# 65 gallon tank



## ReDmAn (Feb 24, 2003)

i wanted to get 6 rbp's in my 65 gallon tank. would i be over crowding them? i think i read in a post a while back it's better to have an odd number in the tank. is that true? also i have 2 jack dempsey's and 1 cory catfish in there. They are about quarter sized. how long til the piranha's eat them? i wanted to pick up dime sized piranha's. I don't really care if they jack dempsey's get eaten cuz are just there to help with the cycling.


----------



## Grosse Gurke (Jan 3, 2003)

_Moved to Piranha Discussion_

I would go with 5 to start and if they are dime size they may get eaten by the dempsey's

Welcome to the board!


----------



## RhomZilla (Feb 12, 2003)

Depending on the size of your Ps.. 6 is and will be too small for your tank. 20 gal per P is the rule, but going over that rule can be done if its larger than an 80 gal. The other fish in your tank will be delt with in due time. The bigger they get, the bigger appetite also.


----------



## piranha198220 (Jan 13, 2003)

i agree totally with RhomZilla 4 is the most you should go in that tank and thats even pushing it


----------



## Xenon (Nov 15, 2002)

ReDmAn said:


> i wanted to get 6 rbp's in my 65 gallon tank. would i be over crowding them? i think i read in a post a while back it's better to have an odd number in the tank. is that true? also i have 2 jack dempsey's and 1 cory catfish in there. They are about quarter sized. how long til the piranha's eat them? i wanted to pick up dime sized piranha's. I don't really care if they jack dempsey's get eaten cuz are just there to help with the cycling.

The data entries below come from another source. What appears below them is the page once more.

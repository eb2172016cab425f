// Generates the scanners the integration tests run.
//
// The scenario scanners are defined here. The data scanners are read from the JSON
// specifications in `tests/data`.

use std::{
    env, fs,
    path::{Path, PathBuf},
};

use rslex_generate::{Generator, LexRule, Specification};

type BuildResult<T> = Result<T, Box<dyn std::error::Error>>;

fn scenario_scanners() -> Vec<Specification> {
    vec![
        Specification::new("longest")
            .add_rule(LexRule::new("a+", "return 1;"))
            .add_rule(LexRule::new("a", "ECHO;")),
        Specification::new("trailing")
            .add_rule(LexRule::new("ab", "return 1;").with_trailing_pattern("c")),
        Specification::new("reject")
            .add_rule(LexRule::new(
                "[a-z]+",
                r#"if yy.text() == b"keyword" { REJECT; } return 1;"#,
            ))
            .add_rule(LexRule::new("keyword", "return 2;"))
            .add_rule(LexRule::new("[0-9]+", "REJECT;"))
            .add_rule(LexRule::new("[0-9]", "return 3;")),
        Specification::new("reject_all").add_rule(LexRule::new("x+", "REJECT;")),
        Specification::new("conditions")
            .declare_start_condition("STR", true)
            .declare_start_condition("TAG", false)
            .add_rule(LexRule::new(r#"""#, "BEGIN(STR); return 10;"))
            .add_rule(LexRule::new(r#"[^"\n]+"#, "return 11;").with_start_conditions(["STR"]))
            .add_rule(
                LexRule::new(r#"""#, "BEGIN(INITIAL); return 12;").with_start_conditions(["STR"]),
            )
            .add_rule(LexRule::new(r"\n", "return 13;").with_start_conditions(["*"]))
            .add_rule(LexRule::new("[a-z]+", "return 14;"))
            .add_rule(LexRule::new("[0-9]+", "return 15;").with_start_conditions(["TAG"]))
            .add_rule(LexRule::new("@", "BEGIN(TAG);")),
        Specification::new("buffer")
            .add_rule(LexRule::new("^#[a-z]*", "return 20;"))
            .add_rule(LexRule::new("less[a-z]*", "yy.yyless(4); return 21;"))
            .add_rule(LexRule::new("more-", "yy.yymore();"))
            .add_rule(LexRule::new("[a-z]+", "return 22;"))
            .add_rule(LexRule::new("!", "yy.unput(b'x'); yy.unput(b'y'); return 23;"))
            .add_rule(LexRule::new(
                r"\?",
                "let next = yy.input(); return next.map_or(-1, i32::from);",
            ))
            .add_rule(LexRule::new(r"[ \n]", "")),
        Specification::new("inline")
            .declare_start_condition("LOUD", true)
            .with_action_inline("BEGIN(LOUD);")
            .add_rule(LexRule::new("[a-z]+", "return 30;").with_start_conditions(["LOUD"]))
            .add_rule(LexRule::new("[a-z]+", "return 31;")),
        Specification::new("echo")
            .with_prologue("use std::io::Write;")
            .with_epilogue(
                "/// The number of rules of this scanner.\npub fn rule_count() -> usize {\n    YY_RULES.len()\n}",
            )
            .add_rule(LexRule::new("[0-9]+", "ECHO; ECHO;"))
            .add_rule(LexRule::new(r"\s", "ECHO;"))
            .add_rule(LexRule::new("x", r#"let _ = yy.output().write_all(b"<x>");"#)),
        Specification::new("order_ab")
            .add_rule(LexRule::new("[a-z]+", "return 1;"))
            .add_rule(LexRule::new("[a-z]{3}", "return 2;")),
        Specification::new("order_ba")
            .add_rule(LexRule::new("[a-z]{3}", "return 2;"))
            .add_rule(LexRule::new("[a-z]+", "return 1;")),
    ]
}

fn data_scanners(data_dir: &Path) -> BuildResult<Vec<Specification>> {
    let mut paths = fs::read_dir(data_dir)?
        .map(|entry| entry.map(|entry| entry.path()))
        .collect::<Result<Vec<_>, _>>()?;
    paths.retain(|path| path.extension().is_some_and(|ext| ext == "json"));
    paths.sort();
    paths
        .iter()
        .map(|path| -> BuildResult<Specification> {
            println!("cargo:rerun-if-changed={}", path.display());
            let json = fs::read_to_string(path)?;
            Ok(Specification::from_json(&json)?)
        })
        .collect()
}

fn write_scanner(specification: &Specification, out_dir: &Path) -> BuildResult<()> {
    Generator::new(specification)
        .wrap_in_module(true)
        .format_output(false)
        .write_to_file(out_dir.join(format!("{}.rs", specification.package_name)))?;
    Ok(())
}

fn main() -> BuildResult<()> {
    println!("cargo:rerun-if-changed=build.rs");
    println!("cargo:rerun-if-changed=src/scanner.rs");
    println!("cargo:rerun-if-changed=tests/data");

    let out_dir = PathBuf::from(env::var("OUT_DIR")?);
    let data_dir = PathBuf::from(env::var("CARGO_MANIFEST_DIR")?).join("tests/data");

    for specification in scenario_scanners() {
        write_scanner(&specification, &out_dir)?;
    }

    // The data scanners are dispatched by name. The macro `scan!` is defined by the including
    // test.
    let mut code = String::new();
    let mut dispatch = String::new();
    for specification in data_scanners(&data_dir)? {
        write_scanner(&specification, &out_dir)?;
        let name = &specification.package_name;
        code.push_str(&format!(
            "include!(concat!(env!(\"OUT_DIR\"), \"/{name}.rs\"));\n"
        ));
        dispatch.push_str(&format!("        \"{name}\" => scan!({name}, input),\n"));
    }
    code.push_str(
        "\nfn scan_with_data_scanner(name: &str, input: &str) -> (Vec<(i32, String)>, String) {\n",
    );
    code.push_str("    match name {\n");
    code.push_str(&dispatch);
    code.push_str("        _ => panic!(\"No scanner was generated for {name}\"),\n");
    code.push_str("    }\n}\n");
    fs::write(out_dir.join("data_scanners.rs"), code)?;
    Ok(())
}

 You could do this, but it will not hold them "for life". I would go with 5 and eventually upgrade to a bigger tank in 1-2 years. Kiss your jack goodbye...and welcome.


----------



## 123 (Feb 26, 2003)

4 would be okay but the jack damseys if they can fit the ps in there mouth wll eat them.but if they cant the ps will probolly eat them fast


----------